Previewing The Enemy: Purdue Boilermakers

It’s Penn State football time.

After a long offseason of anticipation, coaching changes, and transfer portal shakeups, the Nittany Lions are traveling to West Lafeyette to open their season against Purdue. After falling to 11-11 over the last two years, Penn State has a lot on the line come Thursday night.

But, who exactly is this Boilermaker team? Before the Nittany Lions take the field for the first time in 2022, let’s take an in-depth look at Purdue from all sides of the ball.

The Team

Head coach Jeff Brohm, who is entering his sixth year at Purdue’s helm, holds a career 58-39 record. Last year, the Boilermakers broke .500 for the first time in four years and appeared in the AP Poll for the first time since 2007. Veteran quarterback Aidan O’Connell, who returns this year, earned the starting job and led the way, earning second-team All-Big Ten honors.

Along with O’Connell, Purdue’s 2021 squad was led by stars David Bell and George Karlaftis, who both earned first-team All-Big Ten awards but won’t return this year. The “Spoilermakers” picked up impressive wins over No. 2 Iowa and No. 5 Michigan State en route to a 9-3 finish — good for second in the Big Ten West — and a Music City Bowl win over Tennessee.

Penn State holds a 15-3-1 all-time record over Purdue and is currently on a nine-game win streak. The two teams last met in 2019 when the No. 12 Nittany Lions secured a 35-7 win on Homecoming Weekend.

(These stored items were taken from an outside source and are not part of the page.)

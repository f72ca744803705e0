use thiserror::Error;

/// Input-validation failures raised by the scoring and allocation engines.
///
/// Every variant is a contract violation by the caller. Roster shortfalls and
/// clamping residuals are not errors; they are reported on the results.
#[derive(Error, Debug, Clone, PartialEq, Eq)]
pub enum SquadError {
    #[error("Invalid attribute {attribute}: {value}. Must be between {min} and {max}")]
    InvalidAttributeRange { attribute: String, value: i64, min: u16, max: u16 },

    #[error("Invalid category score: {value}. Must be between {min} and {max}")]
    InvalidCategoryRange { value: i64, min: u16, max: u16 },

    #[error("Invalid overall score: {value}. Must be between {min} and {max}")]
    InvalidOverallRange { value: i64, min: u16, max: u16 },

    #[error("Invalid team count: {0}. Must be 1 or 2")]
    InvalidTeamCount(i64),

    #[error("Invalid team capacity: {0}. Must be at least 1")]
    InvalidCapacity(i64),

    #[error("Unknown attribute: {0}")]
    UnknownAttribute(String),

    #[error("Attribute group is empty")]
    EmptyGroup,

    #[error("Player {0} appears more than once in the roster")]
    DuplicatePlayer(u32),

    #[error("Invalid rules table: {0}")]
    InvalidRules(String),
}

impl SquadError {
    /// Stable machine-readable code used at the JSON boundary.
    pub fn code(&self) -> &'static str {
        match self {
            SquadError::InvalidAttributeRange { .. } => error_codes::INVALID_ATTRIBUTE_RANGE,
            SquadError::InvalidCategoryRange { .. } => error_codes::INVALID_CATEGORY_RANGE,
            SquadError::InvalidOverallRange { .. } => error_codes::INVALID_OVERALL_RANGE,
            SquadError::InvalidTeamCount(_) => error_codes::INVALID_TEAM_COUNT,
            SquadError::InvalidCapacity(_) => error_codes::INVALID_CAPACITY,
            SquadError::UnknownAttribute(_) => error_codes::UNKNOWN_ATTRIBUTE,
            SquadError::EmptyGroup => error_codes::EMPTY_GROUP,
            SquadError::DuplicatePlayer(_) => error_codes::DUPLICATE_PLAYER,
            SquadError::InvalidRules(_) => error_codes::INVALID_RULES,
        }
    }
}

pub mod error_codes {
    pub const INVALID_ATTRIBUTE_RANGE: &str = "INVALID_ATTRIBUTE_RANGE";
    pub const INVALID_CATEGORY_RANGE: &str = "INVALID_CATEGORY_RANGE";
    pub const INVALID_OVERALL_RANGE: &str = "INVALID_OVERALL_RANGE";
    pub const INVALID_TEAM_COUNT: &str = "INVALID_TEAM_COUNT";
    pub const INVALID_CAPACITY: &str = "INVALID_CAPACITY";
    pub const UNKNOWN_ATTRIBUTE: &str = "UNKNOWN_ATTRIBUTE";
    pub const EMPTY_GROUP: &str = "EMPTY_GROUP";
    pub const DUPLICATE_PLAYER: &str = "DUPLICATE_PLAYER";
    pub const INVALID_RULES: &str = "INVALID_RULES";
    pub const INVALID_REQUEST: &str = "INVALID_REQUEST";
    pub const UNSUPPORTED_SCHEMA: &str = "UNSUPPORTED_SCHEMA";
}

pub type Result<T> = std::result::Result<T, SquadError>;
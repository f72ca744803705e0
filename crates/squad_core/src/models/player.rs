use super::{AttributeSet, Category, Score, ScoreCard};
use crate::error::Result;
use crate::player::calculator::ScoreCalculator;
use serde::{Deserialize, Serialize};
use std::fmt;
use std::str::FromStr;

pub type PlayerId = u32;

/// Lineup role used for quota computation.
#[derive(Debug, Clone, Copy, Serialize, Deserialize, PartialEq, Eq, Hash, PartialOrd, Ord)]
pub enum Position {
    Goalkeeper,
    Defender,
    Midfielder,
    Forward,
}

impl Position {
    pub const ALL: [Position; 4] =
        [Position::Goalkeeper, Position::Defender, Position::Midfielder, Position::Forward];

    /// Stable bucket index, matching `Position::ALL`.
    pub fn index(&self) -> usize {
        match self {
            Position::Goalkeeper => 0,
            Position::Defender => 1,
            Position::Midfielder => 2,
            Position::Forward => 3,
        }
    }

    pub fn is_goalkeeper(&self) -> bool {
        matches!(self, Position::Goalkeeper)
    }

    pub fn is_outfield(&self) -> bool {
        !self.is_goalkeeper()
    }

    pub fn short_code(&self) -> &'static str {
        match self {
            Position::Goalkeeper => "GK",
            Position::Defender => "DF",
            Position::Midfielder => "MF",
            Position::Forward => "FW",
        }
    }
}

impl fmt::Display for Position {
    fn fmt(&self, f: &mut fmt::Formatter<'_>) -> fmt::Result {
        let name = match self {
            Position::Goalkeeper => "Goalkeeper",
            Position::Defender => "Defender",
            Position::Midfielder => "Midfielder",
            Position::Forward => "Forward",
        };
        f.write_str(name)
    }
}

impl FromStr for Position {
    type Err = String;

    fn from_str(s: &str) -> std::result::Result<Self, Self::Err> {
        match s.trim().to_uppercase().as_str() {
            "GOALKEEPER" | "GK" | "G" => Ok(Position::Goalkeeper),
            "DEFENDER" | "DF" | "DEF" | "D" => Ok(Position::Defender),
            "MIDFIELDER" | "MF" | "MID" | "M" => Ok(Position::Midfielder),
            "FORWARD" | "FW" | "FWD" | "F" => Ok(Position::Forward),
            _ => Err(format!("Invalid position: {}", s)),
        }
    }
}

/// Player as supplied by the surrounding application, before scores are derived.
#[derive(Debug, Clone, Serialize, Deserialize, PartialEq)]
pub struct PlayerRecord {
    pub id: PlayerId,
    pub name: String,
    pub position: Position,
    pub attributes: AttributeSet,
}

/// A player with attribute ratings and the scores derived from them.
///
/// `scores` is a cache over `attributes`; every mutator re-derives it before
/// returning, so a `Player` never carries stale scores.
#[derive(Debug, Clone, Serialize, PartialEq)]
pub struct Player {
    pub id: PlayerId,
    pub name: String,
    pub position: Position,
    attributes: AttributeSet,
    scores: ScoreCard,
}

impl Player {
    pub fn new(
        calculator: &ScoreCalculator,
        id: PlayerId,
        name: impl Into<String>,
        position: Position,
        attributes: AttributeSet,
    ) -> Result<Self> {
        let scores = calculator.score_card(&attributes)?;
        Ok(Self { id, name: name.into(), position, attributes, scores })
    }

    pub fn from_record(calculator: &ScoreCalculator, record: PlayerRecord) -> Result<Self> {
        Self::new(calculator, record.id, record.name, record.position, record.attributes)
    }

    pub fn attributes(&self) -> &AttributeSet {
        &self.attributes
    }

    pub fn scores(&self) -> &ScoreCard {
        &self.scores
    }

    pub fn overall(&self) -> Score {
        self.scores.overall
    }

    pub fn category_score(&self, category: Category) -> Score {
        self.scores.categories.get(category)
    }

    /// Plain single-attribute edit.
    pub fn set_attribute(
        &mut self,
        calculator: &ScoreCalculator,
        name: &str,
        value: i64,
    ) -> Result<ScoreCard> {
        let mut attributes = self.attributes.clone();
        attributes.set(calculator.rules(), name, value)?;
        self.commit(calculator, attributes)
    }

    /// Single-attribute edit that rescales the rest of the attribute's group
    /// by the change in group average.
    pub fn rebalance_attribute(
        &mut self,
        calculator: &ScoreCalculator,
        name: &str,
        value: i64,
    ) -> Result<ScoreCard> {
        let attributes = calculator.adjust_attribute_in_set(&self.attributes, name, value)?;
        self.commit(calculator, attributes)
    }

    /// Redistribute one group so that it reproduces `target`.
    pub fn set_category_score(
        &mut self,
        calculator: &ScoreCalculator,
        category: Category,
        target: i64,
    ) -> Result<ScoreCard> {
        let ratings = self.attributes.ratings(calculator.rules(), category);
        let rescaled = calculator.set_category_score(&ratings, target)?;
        let mut attributes = self.attributes.clone();
        attributes.replace_group(calculator.rules(), category, &rescaled);
        self.commit(calculator, attributes)
    }

    /// Rescale the four categories towards `target`, then every group towards its category.
    pub fn set_overall_score(
        &mut self,
        calculator: &ScoreCalculator,
        target: i64,
    ) -> Result<ScoreCard> {
        let categories = calculator.set_overall_score(&self.scores.categories, target)?;
        let mut attributes = self.attributes.clone();
        for (category, score) in categories.iter() {
            let ratings = attributes.ratings(calculator.rules(), category);
            let rescaled = calculator.set_category_score(&ratings, score as i64)?;
            attributes.replace_group(calculator.rules(), category, &rescaled);
        }
        self.commit(calculator, attributes)
    }

    fn commit(
        &mut self,
        calculator: &ScoreCalculator,
        attributes: AttributeSet,
    ) -> Result<ScoreCard> {
        self.scores = calculator.score_card(&attributes)?;
        self.attributes = attributes;
        Ok(self.scores)
    }
}
//! Scoring engine
//!
//! This module converts attribute ratings into category and overall scores
//! and performs the inverse redistributions:
//! - ScoreCalculator for forward and inverse transforms
//! - AttributeValidator for range checks against the rules table

pub mod calculator;
pub mod validation;

pub use calculator::ScoreCalculator;
pub use validation::AttributeValidator;
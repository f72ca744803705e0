//! Attribute -> category -> overall scoring engine
//!
//! Forward:
//! - category = round(average(group ratings) * attribute_scale)
//! - overall  = round(sum(category * weight) / overall_divisor)
//!
//! Inverse (best-effort projection, clamped):
//! - set_category_score rescales a group by target / current
//! - set_overall_score rescales the four categories by target / current
//!
//! All rounding is half-up on exact integer arithmetic.

use crate::error::{Result, SquadError};
use crate::models::{AttributeSet, Category, CategoryScores, Rating, Score, ScoreCard};
use crate::player::validation::AttributeValidator;
use crate::rules::{get_rules, SquadRules};
use tracing::debug;

/// round(numerator / denominator), halves rounded up.
#[inline]
fn div_round_half_up(numerator: u64, denominator: u64) -> u64 {
    (2 * numerator + denominator) / (2 * denominator)
}

/// Stateless scoring engine bound to a rules table.
#[derive(Debug, Clone, Copy)]
pub struct ScoreCalculator<'a> {
    rules: &'a SquadRules,
}

impl Default for ScoreCalculator<'static> {
    fn default() -> Self {
        Self::new(get_rules())
    }
}

impl<'a> ScoreCalculator<'a> {
    pub fn new(rules: &'a SquadRules) -> Self {
        Self { rules }
    }

    pub fn rules(&self) -> &'a SquadRules {
        self.rules
    }

    /// Category score of one group of ratings.
    pub fn compute_category_score(&self, ratings: &[Rating]) -> Result<Score> {
        if ratings.is_empty() {
            return Err(SquadError::EmptyGroup);
        }
        AttributeValidator::validate_ratings(self.rules, ratings)?;

        let sum: u64 = ratings.iter().map(|r| *r as u64).sum();
        let scaled = sum * self.rules.attribute_scale as u64;
        Ok(div_round_half_up(scaled, ratings.len() as u64) as Score)
    }

    /// Weighted overall score of four category scores.
    pub fn compute_overall_score(&self, categories: &CategoryScores) -> Result<Score> {
        AttributeValidator::validate_categories(self.rules, categories)?;

        let weighted: u64 = categories
            .iter()
            .map(|(category, score)| score as u64 * self.rules.weight(category) as u64)
            .sum();
        let overall = div_round_half_up(weighted, self.rules.overall_divisor as u64);

        // A validated rules table cannot produce this; it signals weight drift.
        AttributeValidator::validate_overall(self.rules, overall as i64)
    }

    /// Forward recomputation of every derived score.
    pub fn score_card(&self, attributes: &AttributeSet) -> Result<ScoreCard> {
        let mut categories = CategoryScores::default();
        for category in Category::ALL {
            let score = self.compute_category_score(&attributes.ratings(self.rules, category))?;
            categories.set(category, score);
        }
        let overall = self.compute_overall_score(&categories)?;
        Ok(ScoreCard { categories, overall })
    }

    /// Rescale a group so that its average reproduces `target`.
    ///
    /// Each rating is multiplied by target / current, rounded and clamped back
    /// into the attribute range. When ratings saturate, the realized category
    /// score can miss `target` by a small residual.
    pub fn set_category_score(&self, ratings: &[Rating], target: i64) -> Result<Vec<Rating>> {
        let target = AttributeValidator::validate_category(self.rules, target)? as u64;
        let current = self.compute_category_score(ratings)? as u64;

        let rescaled: Vec<Rating> = ratings
            .iter()
            .map(|r| {
                let value = div_round_half_up(*r as u64 * target, current);
                self.rules.attribute_range.clamp(value as i64) as Rating
            })
            .collect();

        debug!(current, target, size = ratings.len(), "category redistributed");
        Ok(rescaled)
    }

    /// Rescale the four category scores so that their weighted overall reproduces `target`.
    ///
    /// Callers re-derive attributes per category afterwards with
    /// [`ScoreCalculator::set_category_score`].
    pub fn set_overall_score(
        &self,
        categories: &CategoryScores,
        target: i64,
    ) -> Result<CategoryScores> {
        let target = AttributeValidator::validate_overall(self.rules, target)? as u64;
        let current = self.compute_overall_score(categories)? as u64;

        let mut rescaled = CategoryScores::default();
        for (category, score) in categories.iter() {
            let value = div_round_half_up(score as u64 * target, current);
            rescaled.set(category, self.rules.category_range.clamp(value as i64));
        }

        debug!(current, target, "overall redistributed");
        Ok(rescaled)
    }

    /// Set one rating exactly and rescale the other ratings of the group by
    /// new_total / old_total, clamped into the attribute range.
    pub fn adjust_attribute(
        &self,
        ratings: &[Rating],
        index: usize,
        new_value: i64,
    ) -> Result<Vec<Rating>> {
        let Some(old_value) = ratings.get(index).copied() else {
            return Err(SquadError::UnknownAttribute(format!("#{}", index)));
        };
        let new_value =
            AttributeValidator::validate_rating(self.rules, &format!("#{}", index), new_value)?;
        AttributeValidator::validate_ratings(self.rules, ratings)?;

        let old_total: u64 = ratings.iter().map(|r| *r as u64).sum();
        let new_total = old_total - old_value as u64 + new_value as u64;

        Ok(ratings
            .iter()
            .enumerate()
            .map(|(i, r)| {
                if i == index {
                    new_value
                } else {
                    let value = div_round_half_up(*r as u64 * new_total, old_total);
                    self.rules.attribute_range.clamp(value as i64) as Rating
                }
            })
            .collect())
    }

    /// [`ScoreCalculator::adjust_attribute`] addressed by attribute name.
    pub fn adjust_attribute_in_set(
        &self,
        attributes: &AttributeSet,
        name: &str,
        new_value: i64,
    ) -> Result<AttributeSet> {
        let category = self
            .rules
            .category_of(name)
            .ok_or_else(|| SquadError::UnknownAttribute(name.to_string()))?;
        let index = self
            .rules
            .attributes(category)
            .iter()
            .position(|n| n == name)
            .ok_or_else(|| SquadError::UnknownAttribute(name.to_string()))?;

        let ratings = attributes.ratings(self.rules, category);
        let adjusted = match self.adjust_attribute(&ratings, index, new_value) {
            Err(SquadError::InvalidAttributeRange { value, min, max, .. }) => {
                return Err(SquadError::InvalidAttributeRange {
                    attribute: name.to_string(),
                    value,
                    min,
                    max,
                })
            }
            other => other?,
        };

        let mut updated = attributes.clone();
        updated.replace_group(self.rules, category, &adjusted);
        Ok(updated)
    }
}

#[cfg(test)]
mod tests {
    use super::*;

    fn calc() -> ScoreCalculator<'static> {
        ScoreCalculator::default()
    }

    #[test]
    fn test_div_round_half_up() {
        assert_eq!(div_round_half_up(5, 2), 3);
        assert_eq!(div_round_half_up(4, 2), 2);
        assert_eq!(div_round_half_up(7, 3), 2);
        assert_eq!(div_round_half_up(8, 3), 3);
    }

    #[test]
    fn test_category_score_is_scaled_average() {
        let c = calc();
        assert_eq!(c.compute_category_score(&[10; 14]).unwrap(), 50);
        assert_eq!(c.compute_category_score(&[1; 8]).unwrap(), 5);
        assert_eq!(c.compute_category_score(&[20; 5]).unwrap(), 100);
        // average 10.5 -> 52.5 -> 53
        assert_eq!(c.compute_category_score(&[10, 11]).unwrap(), 53);
        // average 13/3 -> 21.67 -> 22
        assert_eq!(c.compute_category_score(&[4, 4, 5]).unwrap(), 22);
    }

    #[test]
    fn test_category_score_rejects_bad_input() {
        let c = calc();
        assert_eq!(c.compute_category_score(&[]).unwrap_err(), SquadError::EmptyGroup);
        let err = c.compute_category_score(&[10, 21]).unwrap_err();
        assert_eq!(err.code(), "INVALID_ATTRIBUTE_RANGE");
        assert!(c.compute_category_score(&[0, 10]).is_err());
    }

    #[test]
    fn test_overall_score_weights() {
        let c = calc();
        assert_eq!(c.compute_overall_score(&CategoryScores::uniform(5)).unwrap(), 10);
        assert_eq!(c.compute_overall_score(&CategoryScores::uniform(100)).unwrap(), 200);
        assert_eq!(c.compute_overall_score(&CategoryScores::uniform(50)).unwrap(), 100);
        // (80*3 + 60*2 + 70*3 + 10*2) / 5 = 590 / 5 = 118
        let mixed = CategoryScores::new(80, 60, 70, 10);
        assert_eq!(c.compute_overall_score(&mixed).unwrap(), 118);
        // (51*3 + 50*2 + 50*3 + 50*2) / 5 = 503 / 5 = 100.6 -> 101
        let skewed = CategoryScores::new(51, 50, 50, 50);
        assert_eq!(c.compute_overall_score(&skewed).unwrap(), 101);
    }

    #[test]
    fn test_overall_score_rejects_bad_category() {
        let c = calc();
        let err = c.compute_overall_score(&CategoryScores::new(4, 50, 50, 50)).unwrap_err();
        assert_eq!(err, SquadError::InvalidCategoryRange { value: 4, min: 5, max: 100 });
    }

    #[test]
    fn test_set_category_score_round_trip_on_uniform_group() {
        let c = calc();
        for rating in 1..=20u8 {
            let group = vec![rating; 14];
            let current = c.compute_category_score(&group).unwrap();
            let result = c.set_category_score(&group, current as i64).unwrap();
            assert_eq!(result, group, "rating {} should be unchanged", rating);
        }
    }

    #[test]
    fn test_set_category_score_saturates_at_clamp() {
        let c = calc();
        let group = vec![10u8; 14];
        assert_eq!(c.compute_category_score(&group).unwrap(), 50);

        let result = c.set_category_score(&group, 100).unwrap();
        assert!(result.iter().all(|r| *r == 20));
        assert!(c.compute_category_score(&result).unwrap() <= 100);
    }

    #[test]
    fn test_set_category_score_is_proportional() {
        let c = calc();
        // average 12 -> category 60; halve it
        let group = vec![8, 12, 16, 12];
        let result = c.set_category_score(&group, 30).unwrap();
        assert_eq!(result, vec![4, 6, 8, 6]);
        assert_eq!(c.compute_category_score(&result).unwrap(), 30);
    }

    #[test]
    fn test_set_category_score_clamps_low_end() {
        let c = calc();
        let group = vec![2, 10, 18];
        let result = c.set_category_score(&group, 5).unwrap();
        // factor 5/50: 0.2 -> 1 (clamped), 1, 1.8 -> 2
        assert_eq!(result, vec![1, 1, 2]);
    }

    #[test]
    fn test_set_category_score_rejects_target() {
        let c = calc();
        let err = c.set_category_score(&[10; 5], 101).unwrap_err();
        assert!(matches!(err, SquadError::InvalidCategoryRange { value: 101, .. }));
        assert!(c.set_category_score(&[10; 5], 4).is_err());
    }

    #[test]
    fn test_set_overall_score_scales_categories() {
        let c = calc();
        let categories = CategoryScores::uniform(50);
        let result = c.set_overall_score(&categories, 150).unwrap();
        assert_eq!(result, CategoryScores::uniform(75));
        assert_eq!(c.compute_overall_score(&result).unwrap(), 150);
    }

    #[test]
    fn test_set_overall_score_saturates() {
        let c = calc();
        let categories = CategoryScores::new(90, 60, 60, 20);
        // current overall = (270 + 120 + 180 + 40) / 5 = 122
        assert_eq!(c.compute_overall_score(&categories).unwrap(), 122);
        let result = c.set_overall_score(&categories, 200).unwrap();
        assert_eq!(result.technical, 100);
        assert!(c.compute_overall_score(&result).unwrap() <= 200);
    }

    #[test]
    fn test_set_overall_score_rejects_target() {
        let c = calc();
        let categories = CategoryScores::uniform(50);
        let err = c.set_overall_score(&categories, 9).unwrap_err();
        assert!(matches!(err, SquadError::InvalidOverallRange { value: 9, .. }));
        assert!(c.set_overall_score(&categories, 201).is_err());
    }

    #[test]
    fn test_adjust_attribute_rescales_group() {
        let c = calc();
        // total 40 -> 60; others scale by 1.5
        let group = vec![10, 10, 10, 10];
        let result = c.adjust_attribute(&group, 0, 30).unwrap_err();
        assert_eq!(result.code(), "INVALID_ATTRIBUTE_RANGE");

        let result = c.adjust_attribute(&group, 0, 20).unwrap();
        // total 40 -> 50; others 10 * 1.25 = 12.5 -> 13
        assert_eq!(result, vec![20, 13, 13, 13]);
    }

    #[test]
    fn test_adjust_attribute_unknown_index() {
        let c = calc();
        assert!(matches!(
            c.adjust_attribute(&[10, 10], 5, 12),
            Err(SquadError::UnknownAttribute(_))
        ));
    }

    #[test]
    fn test_adjust_attribute_in_set_by_name() {
        let c = calc();
        let rules = c.rules();
        let set = AttributeSet::uniform(rules, 10).unwrap();
        let updated = c.adjust_attribute_in_set(&set, "pace", 18).unwrap();
        assert_eq!(updated.get("pace"), Some(18));
        // physical total 80 -> 88, others 10 * 1.1 = 11
        assert_eq!(updated.get("stamina"), Some(11));
        // other groups untouched
        assert_eq!(updated.get("vision"), Some(10));

        let err = c.adjust_attribute_in_set(&set, "pace", 0).unwrap_err();
        assert!(matches!(
            err,
            SquadError::InvalidAttributeRange { ref attribute, .. } if attribute == "pace"
        ));
        assert!(c.adjust_attribute_in_set(&set, "shooting", 10).is_err());
    }

    #[test]
    fn test_score_card_on_uniform_set() {
        let c = calc();
        let set = AttributeSet::uniform(c.rules(), 10).unwrap();
        let card = c.score_card(&set).unwrap();
        assert_eq!(card.categories, CategoryScores::uniform(50));
        assert_eq!(card.overall, 100);
    }
}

Led by O’Connell, Purdue developed one of the most potent pass-first offenses in the Big Ten last season. The Boilermakers attempted more passes by far than anyone in the conference and only finished second in passing yards behind Ohio State.

O’Connell was second only to the Buckeyes’ CJ Stroud as the most efficient and accurate passer in the Big Ten, boasting 28 touchdowns at a 71.8% clip. However, he’ll be without his workhorse in Bell this year, as the All-American was selected in the third round of the 2021 NFL Draft.

To replace Bell, Brohm turned to the transfer portal and brought in Charlie Jones and Tyrone Tracy from Iowa. Jones hauled in three receiving touchdowns on 323 yards for the Hawkeyes last year while Tracy logged one of his own. The Boilermakers were counting on returning star wideout Milton Wright to carry a big load in the passing game, but he’ll be on academic suspension throughout the year.

Broc Thompson also shined in the bowl game with 217 yards and two touchdowns, which is a promising sign for Purdue’s wide receiving corps.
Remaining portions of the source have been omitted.